The entire compute chain — geometry generation, collision, streaming, boundary enforcement, aerodynamic integration, and pixel rendering — executes synchronously inside a single JavaScript requestAnimationFrame loop, with no WebGL, WebAssembly, or server-side compute. All field arrays are allocated as typed Float32Array buffers to exploit JIT-friendly memory layout and minimize garbage collection pressure.


Airfoil Geometry

The NACA 0012 is a symmetric four-digit series airfoil with a maximum thickness of 12% of chord. Its half-thickness distribution is defined analytically as:

y_t(x) = c · ( 0.5946895·√x̄ − 0.126·x̄ − 0.3516·x̄² + 0.2843·x̄³ − 0.1015·x̄⁴ )

where x̄ = x/c is the normalized chordwise coordinate and c is the chord length in lattice units (set to 40 lu). This is the standard NACA modified-thickness form, yielding a closed trailing edge and a well-defined leading-edge radius.

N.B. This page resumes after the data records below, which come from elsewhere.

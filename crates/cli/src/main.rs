use std::path::{Path, PathBuf};
use std::process;
use std::sync::mpsc;
use std::time::Duration;

use anyhow::Context;
use clap::{Parser, Subcommand};

use facegate_core::artifact::domain::artifact_sink::ArtifactSink;
use facegate_core::artifact::infrastructure::jpeg_artifact_sink::JpegArtifactSink;
use facegate_core::pipeline::face_screener::FaceScreener;
use facegate_core::pipeline::infrastructure::camera_session::{CameraSession, LivenessCallback};
use facegate_core::pipeline::results::{LivenessResult, LivenessStatus};
use facegate_core::pipeline::still_photo_use_case::StillPhotoUseCase;
use facegate_core::shared::config::GateConfig;
use facegate_core::shared::frame::{now_millis, RawFrame};

/// Face capture gating: accept or reject face photos and camera streams.
#[derive(Parser)]
#[command(name = "facegate")]
struct Cli {
    /// Haar cascade XML for frontal faces.
    #[arg(long)]
    face_cascade: PathBuf,

    /// Haar cascade XML for mouths.
    #[arg(long)]
    mouth_cascade: PathBuf,

    /// Directory for accepted captures (defaults to the app data dir).
    #[arg(long)]
    out_dir: Option<PathBuf>,

    #[command(subcommand)]
    command: Command,
}

#[derive(Subcommand)]
enum Command {
    /// Gate a single photo.
    Still {
        /// Photo to evaluate.
        photo: PathBuf,
    },
    /// Replay a directory of encoded frames as a camera stream.
    Stream {
        /// Directory of frame files, fed in name order.
        frames_dir: PathBuf,

        /// Playback pace in frames per second.
        #[arg(long, default_value_t = 15)]
        fps: u32,

        /// Sensor-to-display rotation applied to every frame, in degrees.
        #[arg(long, default_value_t = 0.0)]
        rotation: f32,

        /// Mirror frames horizontally (front camera).
        #[arg(long)]
        mirror: bool,
    },
}

fn main() {
    env_logger::init();
    let cli = Cli::parse();

    let accepted = match run(&cli) {
        Ok(accepted) => accepted,
        Err(e) => {
            eprintln!("Error: {e:#}");
            process::exit(2);
        }
    };
    if !accepted {
        process::exit(1);
    }
}

fn run(cli: &Cli) -> anyhow::Result<bool> {
    let screener = build_screener(&cli.face_cascade, &cli.mouth_cascade)?;
    let sink: Box<dyn ArtifactSink> = match &cli.out_dir {
        Some(dir) => Box::new(JpegArtifactSink::new(dir)),
        None => Box::new(JpegArtifactSink::in_default_dir()?),
    };
    let config = GateConfig::default();

    match &cli.command {
        Command::Still { photo } => run_still(screener, sink, config, photo),
        Command::Stream {
            frames_dir,
            fps,
            rotation,
            mirror,
        } => run_stream(screener, sink, config, frames_dir, *fps, *rotation, *mirror),
    }
}

fn run_still(
    screener: FaceScreener,
    sink: Box<dyn ArtifactSink>,
    config: GateConfig,
    photo: &Path,
) -> anyhow::Result<bool> {
    let mut use_case = StillPhotoUseCase::new(screener, sink, config);
    let result = use_case.evaluate_path(photo);

    if result.accepted {
        println!("accepted: {}", result.message);
        if let Some(artifact) = &result.artifact {
            println!("saved to {artifact}");
        }
    } else {
        println!("rejected: {}", result.message);
    }
    Ok(result.accepted)
}

fn run_stream(
    screener: FaceScreener,
    sink: Box<dyn ArtifactSink>,
    config: GateConfig,
    frames_dir: &Path,
    fps: u32,
    rotation: f32,
    mirror: bool,
) -> anyhow::Result<bool> {
    let mut frames: Vec<PathBuf> = std::fs::read_dir(frames_dir)
        .with_context(|| format!("could not read {}", frames_dir.display()))?
        .filter_map(|entry| entry.ok().map(|e| e.path()))
        .filter(|p| p.is_file())
        .collect();
    frames.sort();
    anyhow::ensure!(!frames.is_empty(), "no frames in {}", frames_dir.display());

    let (result_tx, result_rx) = mpsc::channel::<LivenessResult>();
    let callback: LivenessCallback = Box::new(move |result| {
        let _ = result_tx.send(result);
    });
    let session = CameraSession::spawn(screener, sink, config, callback);

    let delay = Duration::from_secs_f64(1.0 / fps.max(1) as f64);
    let mut accepted = false;

    'playback: for path in &frames {
        let data = std::fs::read(path)
            .with_context(|| format!("could not read frame {}", path.display()))?;
        let (width, height) = image::image_dimensions(path).unwrap_or((0, 0));
        let submitted = session.submit_frame(RawFrame {
            data,
            width,
            height,
            rotation_degrees: rotation,
            mirrored: mirror,
            timestamp_ms: now_millis(),
        });
        if !submitted {
            log::debug!("frame {} dropped", path.display());
        }

        while let Ok(result) = result_rx.try_recv() {
            print_liveness(&result);
            if result.status == LivenessStatus::Accepted {
                accepted = true;
                break 'playback;
            }
        }
        std::thread::sleep(delay);
    }

    // Joins the worker, letting an in-flight evaluation finish.
    session.release();
    while let Ok(result) = result_rx.try_recv() {
        print_liveness(&result);
        accepted |= result.status == LivenessStatus::Accepted;
    }
    Ok(accepted)
}

fn print_liveness(result: &LivenessResult) {
    match result.status {
        LivenessStatus::Rejected => println!("rejected: {}", result.message),
        LivenessStatus::InProgress => {
            println!("in progress ({}/360): {}", result.progress, result.message)
        }
        LivenessStatus::Accepted => {
            println!("accepted: {}", result.message);
            if let Some(artifact) = &result.artifact {
                println!("saved to {artifact}");
            }
        }
    }
}

#[cfg(feature = "opencv-backend")]
fn build_screener(face_cascade: &Path, mouth_cascade: &Path) -> anyhow::Result<FaceScreener> {
    use facegate_core::detection::infrastructure::opencv_cascade_detector::CascadeObjectDetector;

    let faces = CascadeObjectDetector::from_file(
        face_cascade.to_str().context("non-UTF-8 face cascade path")?,
    )?;
    let mouths = CascadeObjectDetector::from_file(
        mouth_cascade
            .to_str()
            .context("non-UTF-8 mouth cascade path")?,
    )?;
    Ok(FaceScreener::new(
        Box::new(faces),
        Box::new(mouths),
        GateConfig::default().sharpness_threshold,
    ))
}

#[cfg(not(feature = "opencv-backend"))]
fn build_screener(_face_cascade: &Path, _mouth_cascade: &Path) -> anyhow::Result<FaceScreener> {
    anyhow::bail!(
        "this build has no detector backend; rebuild with `--features opencv-backend`"
    )
}
//! Caller-visible result contract for both gate entry points.

use crate::detection::domain::screen_outcome::ScreenStatus;
use crate::shared::messages;

#[derive(Clone, Copy, Debug, PartialEq, Eq)]
pub enum LivenessStatus {
    Rejected,
    InProgress,
    Accepted,
}

/// One streaming-evaluation result delivered to the session callback.
#[derive(Clone, Debug)]
pub struct LivenessResult {
    pub status: LivenessStatus,
    pub message: &'static str,
    /// Scaled progress toward acceptance (`streak × unit / target`).
    pub progress: u32,
    /// Reference to the persisted capture; present only on acceptance.
    pub artifact: Option<String>,
}

impl LivenessResult {
    pub fn rejected(message: &'static str) -> Self {
        Self {
            status: LivenessStatus::Rejected,
            message,
            progress: 0,
            artifact: None,
        }
    }

    pub fn in_progress(progress: u32) -> Self {
        Self {
            status: LivenessStatus::InProgress,
            message: messages::MSG_FACE_DETECTED,
            progress,
            artifact: None,
        }
    }

    pub fn accepted(progress: u32, artifact: String) -> Self {
        Self {
            status: LivenessStatus::Accepted,
            message: messages::MSG_CAPTURE_OK,
            progress,
            artifact: Some(artifact),
        }
    }
}

/// Result of the one-shot still-photo gate.
#[derive(Clone, Debug)]
pub struct StillResult {
    pub accepted: bool,
    pub message: &'static str,
    pub artifact: Option<String>,
}

impl StillResult {
    pub fn rejected(message: &'static str) -> Self {
        Self {
            accepted: false,
            message,
            artifact: None,
        }
    }

    pub fn accepted(artifact: String) -> Self {
        Self {
            accepted: true,
            message: messages::MSG_CAPTURE_OK,
            artifact: Some(artifact),
        }
    }
}

/// Message for a screening rejection. The no-mouth and multi-face outcomes
/// share the obstructed-face message; callers cannot distinguish them.
pub fn rejection_message(status: ScreenStatus) -> &'static str {
    match status {
        ScreenStatus::NoFace => messages::MSG_NO_FACE,
        ScreenStatus::NoMouth | ScreenStatus::MultiFace => messages::MSG_FACE_OBSTRUCTED,
        ScreenStatus::NotSharp => messages::MSG_NOT_SHARP,
        ScreenStatus::Ok => messages::MSG_FACE_DETECTED,
    }
}

#[cfg(test)]
mod tests {
    use super::*;

    #[test]
    fn test_rejection_messages() {
        assert_eq!(rejection_message(ScreenStatus::NoFace), messages::MSG_NO_FACE);
        assert_eq!(
            rejection_message(ScreenStatus::NoMouth),
            rejection_message(ScreenStatus::MultiFace)
        );
        assert_eq!(
            rejection_message(ScreenStatus::NotSharp),
            messages::MSG_NOT_SHARP
        );
    }

    #[test]
    fn test_accepted_result_carries_artifact() {
        let result = LivenessResult::accepted(360, "face-1.jpg".into());
        assert_eq!(result.status, LivenessStatus::Accepted);
        assert_eq!(result.artifact.as_deref(), Some("face-1.jpg"));
        assert_eq!(result.progress, 360);
    }

    #[test]
    fn test_rejected_result_has_no_artifact_and_zero_progress() {
        let result = LivenessResult::rejected(messages::MSG_NO_FACE);
        assert_eq!(result.status, LivenessStatus::Rejected);
        assert!(result.artifact.is_none());
        assert_eq!(result.progress, 0);
    }
}
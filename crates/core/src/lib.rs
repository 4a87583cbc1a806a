//! Face capture gating: decides whether a captured face image is acceptable
//! for enrollment or verification.
//!
//! Two entry points share one screening sequence (face detection, mouth
//! visibility, sharpness):
//!
//! - [`pipeline::infrastructure::camera_session::CameraSession`] evaluates a
//!   continuous camera-frame stream and requires the face to move naturally
//!   across consecutive accepted frames before a capture is persisted.
//! - [`pipeline::still_photo_use_case::StillPhotoUseCase`] evaluates a single
//!   still image with the same quality criteria, without temporal tracking.
//!
//! Detection itself is an external capability behind
//! [`detection::domain::object_detector::ObjectDetector`]; an OpenCV cascade
//! adapter is available behind the `opencv-backend` feature.

pub mod artifact;
pub mod detection;
pub mod pipeline;
pub mod preprocess;
pub mod quality;
pub mod shared;
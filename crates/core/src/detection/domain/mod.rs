pub mod detected_face;
pub mod object_detector;
pub mod screen_outcome;
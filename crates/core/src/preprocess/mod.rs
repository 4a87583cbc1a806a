pub mod frame_normalizer;
pub mod still_loader;
use ndarray::Array2;
use thiserror::Error;

use crate::shared::bounding_box::BoundingBox;

/// Sliding-window detector configuration, matching the cascade-classifier
/// parameter model.
#[derive(Clone, Copy, Debug, PartialEq)]
pub struct DetectParams {
    /// Pyramid scale step between detection passes.
    pub scale_factor: f64,
    /// Minimum neighboring hits required to keep a candidate.
    pub min_neighbors: u32,
    /// Smallest object considered, (width, height) in pixels.
    pub min_size: (u32, u32),
}

impl DetectParams {
    /// Whole-image frontal face search.
    pub const FACES: DetectParams = DetectParams {
        scale_factor: 1.1,
        min_neighbors: 8,
        min_size: (60, 60),
    };

    /// Mouth search within the lower half of a face.
    pub const MOUTHS: DetectParams = DetectParams {
        scale_factor: 1.1,
        min_neighbors: 12,
        min_size: (30, 30),
    };
}

#[derive(Error, Debug)]
pub enum DetectorError {
    #[error("detector model could not be loaded: {0}")]
    ModelLoad(String),
    #[error("detection backend failed: {0}")]
    Backend(String),
}

/// Domain interface for the external detection capability.
///
/// Implementations may keep mutable backend state, hence `&mut self`.
/// Returned boxes are in full-image coordinates even when `region` restricts
/// the search window.
pub trait ObjectDetector: Send {
    fn detect(
        &mut self,
        image: &Array2<u8>,
        region: BoundingBox,
        params: &DetectParams,
    ) -> Result<Vec<BoundingBox>, DetectorError>;
}
pub mod jpeg_artifact_sink;
pub mod bounding_box;
pub mod config;
pub mod constants;
pub mod frame;
pub mod messages;
//! Turns raw camera frames into normalized evaluable images: decode,
//! sensor-to-display rotation, front-camera mirror, bounded downscale.

use image::imageops::{self, FilterType};
use image::RgbImage;

use crate::shared::config::GateConfig;
use crate::shared::frame::{Frame, RawFrame};

/// Normalizes one camera frame.
///
/// Returns `None` when the buffer does not decode — dropped frames are
/// expected under load and must not surface as pipeline errors. Each
/// transform consumes its input; no intermediate buffer is retained.
pub fn normalize_camera_frame(raw: RawFrame, config: &GateConfig) -> Option<Frame> {
    let decoded = match image::load_from_memory(&raw.data) {
        Ok(img) => img.into_rgb8(),
        Err(e) => {
            log::debug!("dropping undecodable frame: {e}");
            return None;
        }
    };
    if decoded.width() != raw.width || decoded.height() != raw.height {
        log::debug!(
            "frame reported {}x{} but decoded {}x{}",
            raw.width,
            raw.height,
            decoded.width(),
            decoded.height()
        );
    }

    let oriented = orient(decoded, raw.rotation_degrees, raw.mirrored);
    let bounded = bound_dimensions(oriented, config.max_photo_width, config.max_photo_height);
    let (w, h) = (bounded.width(), bounded.height());
    Some(Frame::new(bounded.into_raw(), w, h, raw.timestamp_ms))
}

/// Applies the rotation quadrant, then the horizontal mirror.
///
/// Sensor-to-display corrections are right angles; arbitrary degrees are
/// quantized to the nearest quadrant.
fn orient(img: RgbImage, rotation_degrees: f32, mirrored: bool) -> RgbImage {
    let rotated = match rotation_quadrant(rotation_degrees) {
        90 => imageops::rotate90(&img),
        180 => imageops::rotate180(&img),
        270 => imageops::rotate270(&img),
        _ => img,
    };
    if mirrored {
        imageops::flip_horizontal(&rotated)
    } else {
        rotated
    }
}

/// Nearest quadrant in `{0, 90, 180, 270}` for a rotation in degrees.
fn rotation_quadrant(degrees: f32) -> u32 {
    let normalized = degrees.rem_euclid(360.0);
    (((normalized / 90.0).round() as u32) % 4) * 90
}

/// Uniform aspect-preserving downscale so both dimensions fit the photo
/// bound; images already within the bound pass through untouched.
fn bound_dimensions(img: RgbImage, max_width: u32, max_height: u32) -> RgbImage {
    let (w, h) = (img.width(), img.height());
    if w <= max_width && h <= max_height {
        return img;
    }
    let scale = (max_width as f64 / w as f64).min(max_height as f64 / h as f64);
    let new_w = ((w as f64 * scale).round() as u32).max(1);
    let new_h = ((h as f64 * scale).round() as u32).max(1);
    imageops::resize(&img, new_w, new_h, FilterType::Triangle)
}

#[cfg(test)]
mod tests {
    use super::*;
    use rstest::rstest;
    use std::io::Cursor;

    fn encode_png(img: &RgbImage) -> Vec<u8> {
        let mut buf = Vec::new();
        image::DynamicImage::ImageRgb8(img.clone())
            .write_to(&mut Cursor::new(&mut buf), image::ImageFormat::Png)
            .unwrap();
        buf
    }

    fn raw_frame(img: &RgbImage, rotation: f32, mirrored: bool) -> RawFrame {
        RawFrame {
            data: encode_png(img),
            width: img.width(),
            height: img.height(),
            rotation_degrees: rotation,
            mirrored,
            timestamp_ms: 42,
        }
    }

    fn solid(w: u32, h: u32) -> RgbImage {
        RgbImage::from_pixel(w, h, image::Rgb([90, 90, 90]))
    }

    #[rstest]
    #[case::downscale_both_axes(1920, 1600, 960, 800)]
    #[case::bound_by_width(1200, 800, 960, 640)]
    #[case::bound_by_height(960, 1000, 768, 800)]
    #[case::already_small(640, 480, 640, 480)]
    #[case::exactly_at_bound(960, 800, 960, 800)]
    fn test_downscale_dimensions(
        #[case] w: u32,
        #[case] h: u32,
        #[case] expect_w: u32,
        #[case] expect_h: u32,
    ) {
        let frame =
            normalize_camera_frame(raw_frame(&solid(w, h), 0.0, false), &GateConfig::default())
                .unwrap();
        assert_eq!((frame.width(), frame.height()), (expect_w, expect_h));
    }

    #[test]
    fn test_rotation_swaps_dimensions() {
        let frame =
            normalize_camera_frame(raw_frame(&solid(640, 480), 90.0, false), &GateConfig::default())
                .unwrap();
        assert_eq!((frame.width(), frame.height()), (480, 640));
    }

    #[rstest]
    #[case(0.0, 0)]
    #[case(90.0, 90)]
    #[case(269.0, 270)]
    #[case(359.0, 0)]
    #[case(-90.0, 270)]
    #[case(450.0, 90)]
    fn test_rotation_quadrant(#[case] degrees: f32, #[case] expected: u32) {
        assert_eq!(rotation_quadrant(degrees), expected);
    }

    #[test]
    fn test_mirror_flips_pixels() {
        // Left column red, right column blue; mirrored output swaps them.
        let mut img = RgbImage::from_pixel(2, 1, image::Rgb([0, 0, 255]));
        img.put_pixel(0, 0, image::Rgb([255, 0, 0]));

        let frame =
            normalize_camera_frame(raw_frame(&img, 0.0, true), &GateConfig::default()).unwrap();
        assert_eq!(&frame.data()[0..3], &[0, 0, 255]);
        assert_eq!(&frame.data()[3..6], &[255, 0, 0]);
    }

    #[test]
    fn test_rotation_applied_before_mirror() {
        // 1x2 column, top red / bottom blue. Rotate 90° clockwise puts red
        // on the right; mirroring then moves it back to the left. Applying
        // the mirror first would leave red on the right.
        let mut img = RgbImage::from_pixel(1, 2, image::Rgb([0, 0, 255]));
        img.put_pixel(0, 0, image::Rgb([255, 0, 0]));

        let frame =
            normalize_camera_frame(raw_frame(&img, 90.0, true), &GateConfig::default()).unwrap();
        assert_eq!((frame.width(), frame.height()), (2, 1));
        assert_eq!(&frame.data()[0..3], &[255, 0, 0]);
    }

    #[test]
    fn test_undecodable_frame_is_dropped() {
        let raw = RawFrame {
            data: vec![0xde, 0xad, 0xbe, 0xef],
            width: 2,
            height: 2,
            rotation_degrees: 0.0,
            mirrored: false,
            timestamp_ms: 0,
        };
        assert!(normalize_camera_frame(raw, &GateConfig::default()).is_none());
    }

    #[test]
    fn test_timestamp_carried_through() {
        let frame =
            normalize_camera_frame(raw_frame(&solid(10, 10), 0.0, false), &GateConfig::default())
                .unwrap();
        assert_eq!(frame.timestamp_ms(), 42);
    }

    #[test]
    fn test_tunable_photo_bound() {
        let config = GateConfig {
            max_photo_width: 100,
            max_photo_height: 100,
            ..GateConfig::default()
        };
        let frame = normalize_camera_frame(raw_frame(&solid(400, 200), 0.0, false), &config)
            .unwrap();
        assert_eq!((frame.width(), frame.height()), (100, 50));
    }
}
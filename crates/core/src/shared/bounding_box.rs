/// An axis-aligned rectangle in image space.
#[derive(Clone, Copy, Debug, PartialEq, Eq)]
pub struct BoundingBox {
    pub x: i32,
    pub y: i32,
    pub width: i32,
    pub height: i32,
}

impl BoundingBox {
    pub fn new(x: i32, y: i32, width: i32, height: i32) -> Self {
        Self {
            x,
            y,
            width,
            height,
        }
    }

    /// A box covering a whole `width` × `height` image.
    pub fn full_image(width: u32, height: u32) -> Self {
        Self::new(0, 0, width as i32, height as i32)
    }

    /// Geometric center, integer-truncated like the detector's own output.
    pub fn center(&self) -> (i32, i32) {
        (self.x + self.width / 2, self.y + self.height / 2)
    }

    /// Euclidean distance between the centers of two boxes.
    pub fn center_distance(&self, other: &BoundingBox) -> f64 {
        let (ax, ay) = self.center();
        let (bx, by) = other.center();
        let dx = (ax - bx) as f64;
        let dy = (ay - by) as f64;
        (dx * dx + dy * dy).sqrt()
    }

    /// The lower half of the box by height.
    ///
    /// Used as the mouth search region for a detected face.
    pub fn lower_half(&self) -> BoundingBox {
        BoundingBox::new(
            self.x,
            self.y + self.height / 2,
            self.width,
            self.height / 2,
        )
    }

    /// Intersects the box with a `width` × `height` image, so region reads
    /// never index outside the pixel buffer.
    pub fn clamped_to(&self, width: u32, height: u32) -> BoundingBox {
        let x1 = self.x.clamp(0, width as i32);
        let y1 = self.y.clamp(0, height as i32);
        let x2 = (self.x + self.width).clamp(0, width as i32);
        let y2 = (self.y + self.height).clamp(0, height as i32);
        BoundingBox::new(x1, y1, (x2 - x1).max(0), (y2 - y1).max(0))
    }

    pub fn is_empty(&self) -> bool {
        self.width <= 0 || self.height <= 0
    }
}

The solid boundary mask is constructed by iterating over every lattice node and testing whether it falls within the airfoil profile in the airfoil’s body frame. To accommodate a user-specified angle of attack α, each candidate node at global position (x, y) is first transformed into the airfoil frame by rotating its displacement vector from the leading edge through −α:

const rx =  dx·cos(α) + dy·sin(α);
const ry = dx·sin(α) + dy·cos(α);

A node is tagged as solid (solid[idx] = 1) if and only if 0 ≤ rx ≤ c and |ry| ≤ y_t(rx/c). Because this test is applied pixel-by-pixel on the integer lattice, the boundary is a staircase approximation of the smooth geometry — acceptable for the D2Q9 bounce-back scheme at moderate Reynolds numbers.

Whenever AoA changes, updateSolidMask() zeroes the entire mask array and recomputes it from scratch in O(Nx·Ny) time, which on a 150×75 grid (11 250 nodes) completes in under 0.5 ms and triggers a full solver reset to eliminate transient field corruption.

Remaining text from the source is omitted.